Assignment: In the records that follow, locate every line with "NoteServiceError" and extract it.

Stored data entries:
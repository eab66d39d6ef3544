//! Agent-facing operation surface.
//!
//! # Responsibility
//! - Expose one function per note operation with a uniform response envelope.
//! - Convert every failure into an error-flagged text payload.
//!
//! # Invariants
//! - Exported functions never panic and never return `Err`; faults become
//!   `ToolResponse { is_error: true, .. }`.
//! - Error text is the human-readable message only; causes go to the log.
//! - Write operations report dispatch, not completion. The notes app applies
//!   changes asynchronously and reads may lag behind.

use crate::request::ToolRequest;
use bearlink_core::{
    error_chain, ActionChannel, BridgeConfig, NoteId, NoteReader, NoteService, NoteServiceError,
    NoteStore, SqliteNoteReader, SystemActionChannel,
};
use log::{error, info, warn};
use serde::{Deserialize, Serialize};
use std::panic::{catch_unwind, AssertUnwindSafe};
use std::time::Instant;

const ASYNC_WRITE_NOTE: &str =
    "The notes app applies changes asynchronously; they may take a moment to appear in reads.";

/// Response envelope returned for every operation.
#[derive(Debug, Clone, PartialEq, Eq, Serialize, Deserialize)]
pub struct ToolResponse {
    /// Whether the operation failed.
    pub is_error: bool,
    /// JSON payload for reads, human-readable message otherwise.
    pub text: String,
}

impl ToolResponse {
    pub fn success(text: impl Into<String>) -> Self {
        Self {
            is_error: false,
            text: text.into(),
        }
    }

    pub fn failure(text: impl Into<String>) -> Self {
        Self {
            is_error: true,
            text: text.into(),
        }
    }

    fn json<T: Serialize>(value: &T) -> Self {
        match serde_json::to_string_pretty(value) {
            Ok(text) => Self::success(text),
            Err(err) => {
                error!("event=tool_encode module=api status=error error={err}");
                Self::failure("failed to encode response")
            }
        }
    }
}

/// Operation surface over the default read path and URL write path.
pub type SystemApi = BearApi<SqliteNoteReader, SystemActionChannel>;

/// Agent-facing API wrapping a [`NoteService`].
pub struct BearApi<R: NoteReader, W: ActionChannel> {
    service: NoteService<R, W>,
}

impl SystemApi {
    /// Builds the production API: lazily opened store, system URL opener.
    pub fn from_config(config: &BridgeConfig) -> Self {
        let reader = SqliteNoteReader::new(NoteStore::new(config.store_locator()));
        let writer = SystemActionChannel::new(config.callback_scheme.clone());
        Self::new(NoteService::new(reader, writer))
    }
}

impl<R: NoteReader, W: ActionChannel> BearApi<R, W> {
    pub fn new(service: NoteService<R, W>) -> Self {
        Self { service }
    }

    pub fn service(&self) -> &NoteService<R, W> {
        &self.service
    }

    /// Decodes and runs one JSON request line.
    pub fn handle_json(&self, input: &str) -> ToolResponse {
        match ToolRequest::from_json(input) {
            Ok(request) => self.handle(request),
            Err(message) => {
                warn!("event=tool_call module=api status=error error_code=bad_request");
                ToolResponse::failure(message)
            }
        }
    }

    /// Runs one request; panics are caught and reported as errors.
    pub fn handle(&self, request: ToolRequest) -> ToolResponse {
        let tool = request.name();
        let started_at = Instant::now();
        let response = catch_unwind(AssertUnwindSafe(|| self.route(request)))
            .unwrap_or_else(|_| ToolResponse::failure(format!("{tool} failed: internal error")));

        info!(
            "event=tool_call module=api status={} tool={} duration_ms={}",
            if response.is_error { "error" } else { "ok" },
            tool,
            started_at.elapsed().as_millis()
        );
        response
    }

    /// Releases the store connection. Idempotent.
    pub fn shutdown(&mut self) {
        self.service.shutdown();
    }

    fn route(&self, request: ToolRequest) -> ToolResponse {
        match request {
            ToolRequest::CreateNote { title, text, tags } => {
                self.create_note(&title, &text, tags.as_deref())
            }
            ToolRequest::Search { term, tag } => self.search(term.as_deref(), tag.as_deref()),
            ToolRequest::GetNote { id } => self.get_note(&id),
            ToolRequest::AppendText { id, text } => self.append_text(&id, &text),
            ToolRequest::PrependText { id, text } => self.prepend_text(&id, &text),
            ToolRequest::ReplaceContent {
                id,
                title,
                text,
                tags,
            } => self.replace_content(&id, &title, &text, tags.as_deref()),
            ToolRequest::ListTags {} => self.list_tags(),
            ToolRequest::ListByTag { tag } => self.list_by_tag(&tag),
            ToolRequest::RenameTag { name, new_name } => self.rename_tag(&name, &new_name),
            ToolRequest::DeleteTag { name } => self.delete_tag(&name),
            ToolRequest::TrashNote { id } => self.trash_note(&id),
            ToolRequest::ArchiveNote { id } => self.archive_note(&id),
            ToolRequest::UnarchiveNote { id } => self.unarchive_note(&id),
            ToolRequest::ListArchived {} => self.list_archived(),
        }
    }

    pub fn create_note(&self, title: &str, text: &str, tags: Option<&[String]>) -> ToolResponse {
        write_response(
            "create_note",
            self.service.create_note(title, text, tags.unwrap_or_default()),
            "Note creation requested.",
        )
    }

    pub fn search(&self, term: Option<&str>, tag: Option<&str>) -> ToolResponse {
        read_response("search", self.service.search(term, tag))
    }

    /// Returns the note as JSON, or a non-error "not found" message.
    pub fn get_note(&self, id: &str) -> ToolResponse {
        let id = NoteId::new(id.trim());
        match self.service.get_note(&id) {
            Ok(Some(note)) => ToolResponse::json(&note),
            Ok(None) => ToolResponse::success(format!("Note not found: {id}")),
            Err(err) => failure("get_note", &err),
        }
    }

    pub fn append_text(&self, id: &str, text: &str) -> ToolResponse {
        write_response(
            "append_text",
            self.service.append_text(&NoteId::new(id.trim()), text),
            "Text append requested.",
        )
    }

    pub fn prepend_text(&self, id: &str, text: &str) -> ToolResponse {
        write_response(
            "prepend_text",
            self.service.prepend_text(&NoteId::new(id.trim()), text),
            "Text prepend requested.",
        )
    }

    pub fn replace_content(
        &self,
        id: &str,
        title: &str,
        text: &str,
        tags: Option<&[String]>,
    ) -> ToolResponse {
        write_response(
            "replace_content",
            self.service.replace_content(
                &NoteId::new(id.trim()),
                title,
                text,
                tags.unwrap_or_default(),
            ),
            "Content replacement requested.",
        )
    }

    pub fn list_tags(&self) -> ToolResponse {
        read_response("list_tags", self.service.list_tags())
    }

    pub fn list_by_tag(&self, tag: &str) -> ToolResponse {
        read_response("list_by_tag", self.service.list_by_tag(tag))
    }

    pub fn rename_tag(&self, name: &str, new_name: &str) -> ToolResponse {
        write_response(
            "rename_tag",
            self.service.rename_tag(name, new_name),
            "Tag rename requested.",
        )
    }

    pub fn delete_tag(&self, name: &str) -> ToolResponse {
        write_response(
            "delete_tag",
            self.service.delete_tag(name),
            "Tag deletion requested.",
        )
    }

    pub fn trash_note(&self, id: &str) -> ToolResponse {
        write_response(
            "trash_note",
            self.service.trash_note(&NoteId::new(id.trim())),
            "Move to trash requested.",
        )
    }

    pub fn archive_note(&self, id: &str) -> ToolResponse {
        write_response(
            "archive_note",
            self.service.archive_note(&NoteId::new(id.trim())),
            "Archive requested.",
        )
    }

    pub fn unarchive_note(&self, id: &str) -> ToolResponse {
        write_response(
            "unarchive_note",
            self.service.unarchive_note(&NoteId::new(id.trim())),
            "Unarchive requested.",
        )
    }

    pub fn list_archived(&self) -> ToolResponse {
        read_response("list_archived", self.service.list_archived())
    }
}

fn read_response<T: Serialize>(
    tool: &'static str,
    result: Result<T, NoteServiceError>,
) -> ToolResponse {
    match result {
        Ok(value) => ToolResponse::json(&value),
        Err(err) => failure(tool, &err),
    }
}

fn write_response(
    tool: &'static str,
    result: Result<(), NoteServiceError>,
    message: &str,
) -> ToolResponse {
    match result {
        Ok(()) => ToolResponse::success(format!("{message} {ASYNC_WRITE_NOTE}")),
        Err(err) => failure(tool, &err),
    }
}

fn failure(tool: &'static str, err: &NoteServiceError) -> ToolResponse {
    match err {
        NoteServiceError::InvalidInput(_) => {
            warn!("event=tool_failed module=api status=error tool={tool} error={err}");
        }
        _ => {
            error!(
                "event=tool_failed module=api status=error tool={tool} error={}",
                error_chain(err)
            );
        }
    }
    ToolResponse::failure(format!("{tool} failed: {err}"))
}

Response area:
    error_chain, ActionChannel, BridgeConfig, NoteId, NoteReader, NoteService, NoteServiceError,
    result: Result<T, NoteServiceError>,
    result: Result<(), NoteServiceError>,
fn failure(tool: &'static str, err: &NoteServiceError) -> ToolResponse {
        NoteServiceError::InvalidInput(_) => {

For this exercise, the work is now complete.